→ **What you have to do**:
Please repeat all of the listing exactly.

----

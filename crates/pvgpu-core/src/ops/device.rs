use pvgpu_protocol::adapter_commands::{
    CreateDeviceCommand, CreateDeviceReturn, DeviceStateArgs, FlushDeviceCommand, GetDeviceStateCommand,
    GetDeviceStateReturn, HandleCommand, MarkDeviceAsErrorCommand,
};
use pvgpu_protocol::{D3dkmtHandle, VgpuCommand};
use tracing::debug;

use crate::error::{CoreError, CoreResult};
use crate::ops::{process_header, send_status, send_typed, traced};
use crate::session::{Adapter, Process, Session};

pub fn create_device(session: &Session, adapter: &Adapter, process: &Process, flags: u32) -> CoreResult<D3dkmtHandle> {
    let command = CreateDeviceCommand {
        hdr: process_header(VgpuCommand::CreateDevice, process),
        flags,
        cdd_device: 0,
        error_code: 0,
    };
    let reply: CreateDeviceReturn = traced("create_device", send_typed(session, Some(adapter), &command))?;
    if reply.device.is_null() {
        return traced("create_device", Err(CoreError::NullHandle("device")));
    }
    debug!(device = %reply.device, "device created");
    Ok(reply.device)
}

/// Send a command whose only argument is one handle.
pub(crate) fn send_handle_command(
    session: &Session,
    adapter: &Adapter,
    process: &Process,
    command: VgpuCommand,
    handle: D3dkmtHandle,
) -> CoreResult<()> {
    let command = HandleCommand {
        hdr: process_header(command, process),
        handle,
        reserved: 0,
    };
    send_status(session, Some(adapter), &command).map(|_| ())
}

pub fn destroy_device(session: &Session, adapter: &Adapter, process: &Process, device: D3dkmtHandle) -> CoreResult<()> {
    traced(
        "destroy_device",
        send_handle_command(session, adapter, process, VgpuCommand::DestroyDevice, device),
    )
}

pub fn flush_device(
    session: &Session,
    adapter: &Adapter,
    process: &Process,
    device: D3dkmtHandle,
    reason: u32,
) -> CoreResult<()> {
    let command = FlushDeviceCommand {
        hdr: process_header(VgpuCommand::FlushDevice, process),
        device,
        reason,
    };
    traced("flush_device", send_status(session, Some(adapter), &command)).map(|_| ())
}

/// Ask the host for one facet of a device's state, chosen by `args.state_type`.
pub fn get_device_state(
    session: &Session,
    adapter: &Adapter,
    process: &Process,
    args: DeviceStateArgs,
) -> CoreResult<DeviceStateArgs> {
    let command = GetDeviceStateCommand {
        hdr: process_header(VgpuCommand::GetDeviceState, process),
        args,
    };
    let reply: GetDeviceStateReturn = traced("get_device_state", send_typed(session, Some(adapter), &command))?;
    traced("get_device_state", CoreError::check_status(reply.status))?;
    Ok(reply.args)
}

pub fn mark_device_as_error(
    session: &Session,
    adapter: &Adapter,
    process: &Process,
    device: D3dkmtHandle,
    reason: u32,
) -> CoreResult<()> {
    let command = MarkDeviceAsErrorCommand {
        hdr: process_header(VgpuCommand::MarkDeviceAsError, process),
        device,
        reason,
    };
    traced("mark_device_as_error", send_status(session, Some(adapter), &command)).map(|_| ())
}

----

→ **Response for this exercise**:
filename crates/pvgpu-core/src/ops/device.rs
use pvgpu_protocol::adapter_commands::{
    CreateDeviceCommand, CreateDeviceReturn, DeviceStateArgs, FlushDeviceCommand, GetDeviceStateCommand,
    GetDeviceStateReturn, HandleCommand, MarkDeviceAsErrorCommand,
};
use pvgpu_protocol::{D3dkmtHandle, VgpuCommand};
use tracing::debug;

use crate::error::{CoreError, CoreResult};
use crate::ops::{process_header, send_status, send_typed, traced};
use crate::session::{Adapter, Process, Session};

pub fn create_device(session: &Session, adapter: &Adapter, process: &Process, flags: u32) -> CoreResult<D3dkmtHandle> {
    let command = CreateDeviceCommand {
        hdr: process_header(VgpuCommand::CreateDevice, process),
        flags,
        cdd_device: 0,
        error_code: 0,
    };
    let reply: CreateDeviceReturn = traced("create_device", send_typed(session, Some(adapter), &command))?;
    if reply.device.is_null() {
        return traced("create_device", Err(CoreError::NullHandle("device")));
    }
    debug!(device = %reply.device, "device created");
    Ok(reply.device)
}

/// Send a command whose only argument is one handle.
pub(crate) fn send_handle_command(
    session: &Session,
    adapter: &Adapter,
    process: &Process,
    command: VgpuCommand,
    handle: D3dkmtHandle,
) -> CoreResult<()> {
    let command = HandleCommand {
        hdr: process_header(command, process),
        handle,
        reserved: 0,
    };
    send_status(session, Some(adapter), &command).map(|_| ())
}

pub fn destroy_device(session: &Session, adapter: &Adapter, process: &Process, device: D3dkmtHandle) -> CoreResult<()> {
    traced(
        "destroy_device",
        send_handle_command(session, adapter, process, VgpuCommand::DestroyDevice, device),
    )
}

pub fn flush_device(
    session: &Session,
    adapter: &Adapter,
    process: &Process,
    device: D3dkmtHandle,
    reason: u32,
) -> CoreResult<()> {
    let command = FlushDeviceCommand {
        hdr: process_header(VgpuCommand::FlushDevice, process),
        device,
        reason,
    };
    traced("flush_device", send_status(session, Some(adapter), &command)).map(|_| ())
}

/// Ask the host for one facet of a device's state, chosen by `args.state_type`.
pub fn get_device_state(
    session: &Session,
    adapter: &Adapter,
    process: &Process,
    args: DeviceStateArgs,
) -> CoreResult<DeviceStateArgs> {
    let command = GetDeviceStateCommand {
        hdr: process_header(VgpuCommand::GetDeviceState, process),
        args,
    };
    let reply: GetDeviceStateReturn = traced("get_device_state", send_typed(session, Some(adapter), &command))?;
    traced("get_device_state", CoreError::check_status(reply.status))?;
    Ok(reply.args)
}

pub fn mark_device_as_error(
    session: &Session,
    adapter: &Adapter,
    process: &Process,
    device: D3dkmtHandle,
    reason: u32,
) -> CoreResult<()> {
    let command = MarkDeviceAsErrorCommand {
        hdr: process_header(VgpuCommand::MarkDeviceAsError, process),
        device,
        reason,
    };
    traced("mark_device_as_error", send_status(session, Some(adapter), &command)).map(|_| ())
}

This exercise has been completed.